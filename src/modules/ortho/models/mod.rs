pub mod adjustment_log;
pub mod ortho_case;
pub mod receivable_title;

pub use adjustment_log::AdjustmentLog;
pub use ortho_case::{CaseStatus, OrthoCase};
pub use receivable_title::{ReceivableTitle, TitleStatus};
// Store access for receivable titles.
//
// Schedule creation is write-once per case: the existence check and batch
// insert run in one transaction holding a per-case advisory lock, and the
// unique index on (ortho_case_id, installment_number) backstops concurrent
// duplicates.

use chrono::NaiveDate;
use rust_decimal::Decimal;
use sqlx::{PgPool, Postgres, Transaction};
use uuid::Uuid;

use crate::core::{AppError, Result};
use crate::modules::ortho::models::{ReceivableTitle, TitleStatus};

/// Repository for receivable-title database operations
pub struct TitleRepository {
    pool: PgPool,
}

impl TitleRepository {
    pub fn new(pool: PgPool) -> Self {
        Self { pool }
    }

    /// Persist a freshly generated schedule for a case.
    ///
    /// # Errors
    /// `Conflict` when any title already references the case; nothing is
    /// written in that path.
    pub async fn create_schedule(
        &self,
        ortho_case_id: Uuid,
        titles: &[ReceivableTitle],
    ) -> Result<()> {
        let mut tx = self
            .pool
            .begin()
            .await
            .map_err(|e| AppError::Internal(format!("Failed to start transaction: {}", e)))?;

        // Serialize concurrent generation attempts for the same case
        sqlx::query("SELECT pg_advisory_xact_lock(hashtextextended($1::text, 0))")
            .bind(ortho_case_id)
            .execute(tx.as_mut())
            .await
            .map_err(|e| AppError::Internal(format!("Failed to take case lock: {}", e)))?;

        let existing: i64 = sqlx::query_scalar(
            "SELECT COUNT(*) FROM receivable_titles WHERE ortho_case_id = $1",
        )
        .bind(ortho_case_id)
        .fetch_one(tx.as_mut())
        .await
        .map_err(|e| AppError::Internal(format!("Failed to count titles: {}", e)))?;

        if existing > 0 {
            return Err(AppError::conflict(
                "Installments already generated for this case",
            ));
        }

        for title in titles {
            self.insert_with_tx(&mut tx, title).await?;
        }

        tx.commit()
            .await
            .map_err(|e| AppError::Internal(format!("Failed to commit transaction: {}", e)))?;

        Ok(())
    }

    async fn insert_with_tx(
        &self,
        tx: &mut Transaction<'_, Postgres>,
        title: &ReceivableTitle,
    ) -> Result<()> {
        sqlx::query(
            r#"
            INSERT INTO receivable_titles (
                id, ortho_case_id, clinic_id, amount, balance, due_date,
                status, installment_number, total_installments,
                created_at, updated_at
            ) VALUES ($1, $2, $3, $4, $5, $6, $7, $8, $9, $10, $11)
            "#,
        )
        .bind(title.id)
        .bind(title.ortho_case_id)
        .bind(title.clinic_id)
        .bind(title.amount)
        .bind(title.balance)
        .bind(title.due_date)
        .bind(title.status.to_string())
        .bind(title.installment_number)
        .bind(title.total_installments)
        .bind(title.created_at)
        .bind(title.updated_at)
        .execute(tx.as_mut())
        .await
        .map_err(|e| AppError::Internal(format!("Failed to insert title: {}", e)))?;

        Ok(())
    }

    /// All titles for a case, ordered by installment number
    pub async fn find_by_case(&self, ortho_case_id: Uuid) -> Result<Vec<ReceivableTitle>> {
        let rows = sqlx::query_as::<_, ReceivableTitleRow>(
            r#"
            SELECT
                id, ortho_case_id, clinic_id, amount, balance, due_date,
                status, installment_number, total_installments,
                created_at, updated_at
            FROM receivable_titles
            WHERE ortho_case_id = $1
            ORDER BY installment_number ASC
            "#,
        )
        .bind(ortho_case_id)
        .fetch_all(&self.pool)
        .await
        .map_err(|e| AppError::Internal(format!("Failed to fetch titles: {}", e)))?;

        rows.into_iter().map(|row| row.try_into()).collect()
    }
}

/// Database row representation for the receivable_titles table
#[derive(sqlx::FromRow)]
struct ReceivableTitleRow {
    id: Uuid,
    ortho_case_id: Uuid,
    clinic_id: Uuid,
    amount: Decimal,
    balance: Decimal,
    due_date: NaiveDate,
    status: String,
    installment_number: i32,
    total_installments: i32,
    created_at: chrono::NaiveDateTime,
    updated_at: chrono::NaiveDateTime,
}

impl TryFrom<ReceivableTitleRow> for ReceivableTitle {
    type Error = AppError;

    fn try_from(row: ReceivableTitleRow) -> Result<Self> {
        let status = TitleStatus::try_from(row.status).map_err(AppError::Internal)?;

        Ok(ReceivableTitle {
            id: row.id,
            ortho_case_id: row.ortho_case_id,
            clinic_id: row.clinic_id,
            amount: row.amount,
            balance: row.balance,
            due_date: row.due_date,
            status,
            installment_number: row.installment_number,
            total_installments: row.total_installments,
            created_at: row.created_at,
            updated_at: row.updated_at,
        })
    }
}
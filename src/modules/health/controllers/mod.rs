pub mod health_controller;

pub use health_controller::{configure, health_check, readiness_check};
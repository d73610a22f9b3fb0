pub mod adjustment_controller;
pub mod installment_controller;

pub use adjustment_controller::adjust_prices;
pub use installment_controller::{generate_installments, get_installments};

use actix_web::web;

/// Configure ortho routes
pub fn configure(cfg: &mut web::ServiceConfig) {
    cfg.service(
        web::scope("/ortho")
            .route(
                "/cases/{ortho_case_id}/installments",
                web::post().to(generate_installments),
            )
            .route(
                "/cases/{ortho_case_id}/installments",
                web::get().to(get_installments),
            )
            .route("/price-adjustments", web::post().to(adjust_prices)),
    );
}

==============================

For this exercise, transcribe the whole listing verbatim.

filename src/modules/ortho/models/mod.rs
pub mod adjustment_log;
pub mod ortho_case;
pub mod receivable_title;

pub use adjustment_log::AdjustmentLog;
pub use ortho_case::{CaseStatus, OrthoCase};
pub use receivable_title::{ReceivableTitle, TitleStatus};
// Store access for receivable titles.
//
// Schedule creation is write-once per case: the existence check and batch
// insert run in one transaction holding a per-case advisory lock, and the
// unique index on (ortho_case_id, installment_number) backstops concurrent
// duplicates.

use chrono::NaiveDate;
use rust_decimal::Decimal;
use sqlx::{PgPool, Postgres, Transaction};
use uuid::Uuid;

use crate::core::{AppError, Result};
use crate::modules::ortho::models::{ReceivableTitle, TitleStatus};

/// Repository for receivable-title database operations
pub struct TitleRepository {
    pool: PgPool,
}

impl TitleRepository {
    pub fn new(pool: PgPool) -> Self {
        Self { pool }
    }

    /// Persist a freshly generated schedule for a case.
    ///
    /// # Errors
    /// `Conflict` when any title already references the case; nothing is
    /// written in that path.
    pub async fn create_schedule(
        &self,
        ortho_case_id: Uuid,
        titles: &[ReceivableTitle],
    ) -> Result<()> {
        let mut tx = self
            .pool
            .begin()
            .await
            .map_err(|e| AppError::Internal(format!("Failed to start transaction: {}", e)))?;

        // Serialize concurrent generation attempts for the same case
        sqlx::query("SELECT pg_advisory_xact_lock(hashtextextended($1::text, 0))")
            .bind(ortho_case_id)
            .execute(tx.as_mut())
            .await
            .map_err(|e| AppError::Internal(format!("Failed to take case lock: {}", e)))?;

        let existing: i64 = sqlx::query_scalar(
            "SELECT COUNT(*) FROM receivable_titles WHERE ortho_case_id = $1",
        )
        .bind(ortho_case_id)
        .fetch_one(tx.as_mut())
        .await
        .map_err(|e| AppError::Internal(format!("Failed to count titles: {}", e)))?;

        if existing > 0 {
            return Err(AppError::conflict(
                "Installments already generated for this case",
            ));
        }

        for title in titles {
            self.insert_with_tx(&mut tx, title).await?;
        }

        tx.commit()
            .await
            .map_err(|e| AppError::Internal(format!("Failed to commit transaction: {}", e)))?;

        Ok(())
    }

    async fn insert_with_tx(
        &self,
        tx: &mut Transaction<'_, Postgres>,
        title: &ReceivableTitle,
    ) -> Result<()> {
        sqlx::query(
            r#"
            INSERT INTO receivable_titles (
                id, ortho_case_id, clinic_id, amount, balance, due_date,
                status, installment_number, total_installments,
                created_at, updated_at
            ) VALUES ($1, $2, $3, $4, $5, $6, $7, $8, $9, $10, $11)
            "#,
        )
        .bind(title.id)
        .bind(title.ortho_case_id)
        .bind(title.clinic_id)
        .bind(title.amount)
        .bind(title.balance)
        .bind(title.due_date)
        .bind(title.status.to_string())
        .bind(title.installment_number)
        .bind(title.total_installments)
        .bind(title.created_at)
        .bind(title.updated_at)
        .execute(tx.as_mut())
        .await
        .map_err(|e| AppError::Internal(format!("Failed to insert title: {}", e)))?;

        Ok(())
    }

    /// All titles for a case, ordered by installment number
    pub async fn find_by_case(&self, ortho_case_id: Uuid) -> Result<Vec<ReceivableTitle>> {
        let rows = sqlx::query_as::<_, ReceivableTitleRow>(
            r#"
            SELECT
                id, ortho_case_id, clinic_id, amount, balance, due_date,
                status, installment_number, total_installments,
                created_at, updated_at
            FROM receivable_titles
            WHERE ortho_case_id = $1
            ORDER BY installment_number ASC
            "#,
        )
        .bind(ortho_case_id)
        .fetch_all(&self.pool)
        .await
        .map_err(|e| AppError::Internal(format!("Failed to fetch titles: {}", e)))?;

        rows.into_iter().map(|row| row.try_into()).collect()
    }
}

/// Database row representation for the receivable_titles table
#[derive(sqlx::FromRow)]
struct ReceivableTitleRow {
    id: Uuid,
    ortho_case_id: Uuid,
    clinic_id: Uuid,
    amount: Decimal,
    balance: Decimal,
    due_date: NaiveDate,
    status: String,
    installment_number: i32,
    total_installments: i32,
    created_at: chrono::NaiveDateTime,
    updated_at: chrono::NaiveDateTime,
}

impl TryFrom<ReceivableTitleRow> for ReceivableTitle {
    type Error = AppError;

    fn try_from(row: ReceivableTitleRow) -> Result<Self> {
        let status = TitleStatus::try_from(row.status).map_err(AppError::Internal)?;

        Ok(ReceivableTitle {
            id: row.id,
            ortho_case_id: row.ortho_case_id,
            clinic_id: row.clinic_id,
            amount: row.amount,
            balance: row.balance,
            due_date: row.due_date,
            status,
            installment_number: row.installment_number,
            total_installments: row.total_installments,
            created_at: row.created_at,
            updated_at: row.updated_at,
        })
    }
}
filename src/modules/health/controllers/mod.rs
pub mod health_controller;

pub use health_controller::{configure, health_check, readiness_check};
repository d73610a22f9b3fb0
pub mod adjustment_controller;
pub mod installment_controller;

pub use adjustment_controller::adjust_prices;
pub use installment_controller::{generate_installments, get_installments};

use actix_web::web;

/// Configure ortho routes
pub fn configure(cfg: &mut web::ServiceConfig) {
    cfg.service(
        web::scope("/ortho")
            .route(
                "/cases/{ortho_case_id}/installments",
                web::post().to(generate_installments),
            )
            .route(
                "/cases/{ortho_case_id}/installments",
                web::get().to(get_installments),
            )
            .route("/price-adjustments", web::post().to(adjust_prices)),
    );
}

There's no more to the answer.